[Exercise goal] Below are the records; pull every line that includes "store".

Collected data:
-- Opening Marker --
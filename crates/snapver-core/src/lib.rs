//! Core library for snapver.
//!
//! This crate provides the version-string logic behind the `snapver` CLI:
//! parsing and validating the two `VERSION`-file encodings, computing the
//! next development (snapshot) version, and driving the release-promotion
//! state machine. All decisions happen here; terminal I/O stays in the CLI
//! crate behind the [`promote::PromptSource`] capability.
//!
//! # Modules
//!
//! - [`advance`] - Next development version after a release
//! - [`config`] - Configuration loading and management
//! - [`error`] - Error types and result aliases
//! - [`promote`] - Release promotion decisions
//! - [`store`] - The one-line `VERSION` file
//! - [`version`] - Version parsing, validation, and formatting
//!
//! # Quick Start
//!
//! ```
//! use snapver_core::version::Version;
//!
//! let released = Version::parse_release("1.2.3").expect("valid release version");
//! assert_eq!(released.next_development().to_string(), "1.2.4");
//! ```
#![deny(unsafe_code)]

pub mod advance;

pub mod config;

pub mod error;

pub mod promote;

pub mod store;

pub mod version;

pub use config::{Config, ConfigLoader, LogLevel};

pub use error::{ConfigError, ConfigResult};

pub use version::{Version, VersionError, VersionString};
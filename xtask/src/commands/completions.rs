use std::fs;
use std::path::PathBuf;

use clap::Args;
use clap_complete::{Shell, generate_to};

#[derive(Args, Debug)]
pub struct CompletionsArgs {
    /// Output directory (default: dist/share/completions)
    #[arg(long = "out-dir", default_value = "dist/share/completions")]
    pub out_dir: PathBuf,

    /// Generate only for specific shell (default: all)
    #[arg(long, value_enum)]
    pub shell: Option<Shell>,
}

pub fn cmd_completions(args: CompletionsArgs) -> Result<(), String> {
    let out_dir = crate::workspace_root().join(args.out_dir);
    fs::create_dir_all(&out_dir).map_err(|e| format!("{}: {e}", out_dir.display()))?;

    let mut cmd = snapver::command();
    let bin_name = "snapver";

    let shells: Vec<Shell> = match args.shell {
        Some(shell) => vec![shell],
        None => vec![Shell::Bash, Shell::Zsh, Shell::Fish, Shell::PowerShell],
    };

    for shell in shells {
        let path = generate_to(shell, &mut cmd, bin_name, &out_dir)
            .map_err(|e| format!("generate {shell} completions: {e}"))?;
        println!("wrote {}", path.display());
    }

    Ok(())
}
-- Closing Marker --
-- Opening Marker --
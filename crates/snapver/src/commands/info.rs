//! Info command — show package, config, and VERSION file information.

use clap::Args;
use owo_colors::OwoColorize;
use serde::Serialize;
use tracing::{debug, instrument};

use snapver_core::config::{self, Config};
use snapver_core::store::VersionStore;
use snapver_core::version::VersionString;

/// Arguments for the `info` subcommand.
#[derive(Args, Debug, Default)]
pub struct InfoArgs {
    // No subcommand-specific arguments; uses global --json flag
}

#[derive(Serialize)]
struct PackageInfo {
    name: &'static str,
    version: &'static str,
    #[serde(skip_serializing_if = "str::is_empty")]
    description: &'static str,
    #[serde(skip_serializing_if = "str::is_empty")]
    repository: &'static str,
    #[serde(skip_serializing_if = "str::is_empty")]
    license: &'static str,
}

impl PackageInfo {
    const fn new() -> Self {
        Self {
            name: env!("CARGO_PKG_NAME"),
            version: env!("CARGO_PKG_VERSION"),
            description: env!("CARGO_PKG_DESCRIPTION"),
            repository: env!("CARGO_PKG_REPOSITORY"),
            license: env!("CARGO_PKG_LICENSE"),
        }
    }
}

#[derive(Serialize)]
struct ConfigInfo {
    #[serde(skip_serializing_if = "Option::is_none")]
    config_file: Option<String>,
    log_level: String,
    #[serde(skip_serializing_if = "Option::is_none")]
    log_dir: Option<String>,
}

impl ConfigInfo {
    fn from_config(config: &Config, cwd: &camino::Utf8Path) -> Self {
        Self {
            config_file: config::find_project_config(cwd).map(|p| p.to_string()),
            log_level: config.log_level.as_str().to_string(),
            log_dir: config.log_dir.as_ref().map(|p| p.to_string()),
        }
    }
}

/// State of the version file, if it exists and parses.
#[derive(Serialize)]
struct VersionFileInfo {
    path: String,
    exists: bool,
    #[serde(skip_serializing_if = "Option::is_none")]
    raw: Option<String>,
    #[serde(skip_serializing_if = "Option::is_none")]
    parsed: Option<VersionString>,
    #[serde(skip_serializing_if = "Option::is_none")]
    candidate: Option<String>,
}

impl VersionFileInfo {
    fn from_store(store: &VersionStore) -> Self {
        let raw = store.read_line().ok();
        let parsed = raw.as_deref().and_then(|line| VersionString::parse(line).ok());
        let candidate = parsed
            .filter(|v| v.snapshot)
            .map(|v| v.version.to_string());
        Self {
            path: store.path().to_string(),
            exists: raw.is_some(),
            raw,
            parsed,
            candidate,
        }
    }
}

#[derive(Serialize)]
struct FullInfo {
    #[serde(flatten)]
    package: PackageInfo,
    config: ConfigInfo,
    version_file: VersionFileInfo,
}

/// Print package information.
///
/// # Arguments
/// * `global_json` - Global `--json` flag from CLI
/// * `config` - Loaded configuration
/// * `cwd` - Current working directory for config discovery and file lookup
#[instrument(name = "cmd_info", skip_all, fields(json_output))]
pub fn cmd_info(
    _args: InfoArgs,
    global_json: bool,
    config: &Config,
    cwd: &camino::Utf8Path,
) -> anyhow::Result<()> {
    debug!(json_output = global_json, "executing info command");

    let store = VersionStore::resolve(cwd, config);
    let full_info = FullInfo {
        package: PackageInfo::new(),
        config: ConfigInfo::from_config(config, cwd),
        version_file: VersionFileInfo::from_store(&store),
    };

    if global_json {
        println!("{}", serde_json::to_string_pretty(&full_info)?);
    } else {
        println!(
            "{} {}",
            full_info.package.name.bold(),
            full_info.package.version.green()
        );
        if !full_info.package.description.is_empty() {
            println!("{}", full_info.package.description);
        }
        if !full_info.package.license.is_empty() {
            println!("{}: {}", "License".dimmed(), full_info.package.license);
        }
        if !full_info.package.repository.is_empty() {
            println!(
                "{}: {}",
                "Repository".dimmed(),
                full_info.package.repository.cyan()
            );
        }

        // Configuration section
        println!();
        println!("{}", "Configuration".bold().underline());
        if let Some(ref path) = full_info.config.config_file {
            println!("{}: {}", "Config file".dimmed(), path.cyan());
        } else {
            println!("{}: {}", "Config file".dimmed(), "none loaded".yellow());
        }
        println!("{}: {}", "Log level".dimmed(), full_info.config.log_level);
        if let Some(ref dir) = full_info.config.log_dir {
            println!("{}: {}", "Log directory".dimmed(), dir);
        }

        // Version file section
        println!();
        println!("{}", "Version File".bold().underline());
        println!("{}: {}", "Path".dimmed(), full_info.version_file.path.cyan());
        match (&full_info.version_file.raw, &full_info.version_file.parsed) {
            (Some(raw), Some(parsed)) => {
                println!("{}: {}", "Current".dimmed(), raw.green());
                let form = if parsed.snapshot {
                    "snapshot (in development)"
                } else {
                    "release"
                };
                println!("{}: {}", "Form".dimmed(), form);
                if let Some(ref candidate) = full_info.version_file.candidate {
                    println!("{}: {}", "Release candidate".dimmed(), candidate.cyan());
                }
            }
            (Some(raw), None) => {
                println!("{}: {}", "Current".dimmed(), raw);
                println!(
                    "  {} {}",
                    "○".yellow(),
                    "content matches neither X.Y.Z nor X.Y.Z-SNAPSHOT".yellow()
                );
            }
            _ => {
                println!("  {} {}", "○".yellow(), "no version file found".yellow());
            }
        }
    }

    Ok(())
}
-- Closing Marker --
[Expected answer]
//! - [`store`] - The one-line `VERSION` file
pub mod store;
use snapver_core::store::VersionStore;
    fn from_store(store: &VersionStore) -> Self {
        let raw = store.read_line().ok();
            path: store.path().to_string(),
    let store = VersionStore::resolve(cwd, config);
        version_file: VersionFileInfo::from_store(&store),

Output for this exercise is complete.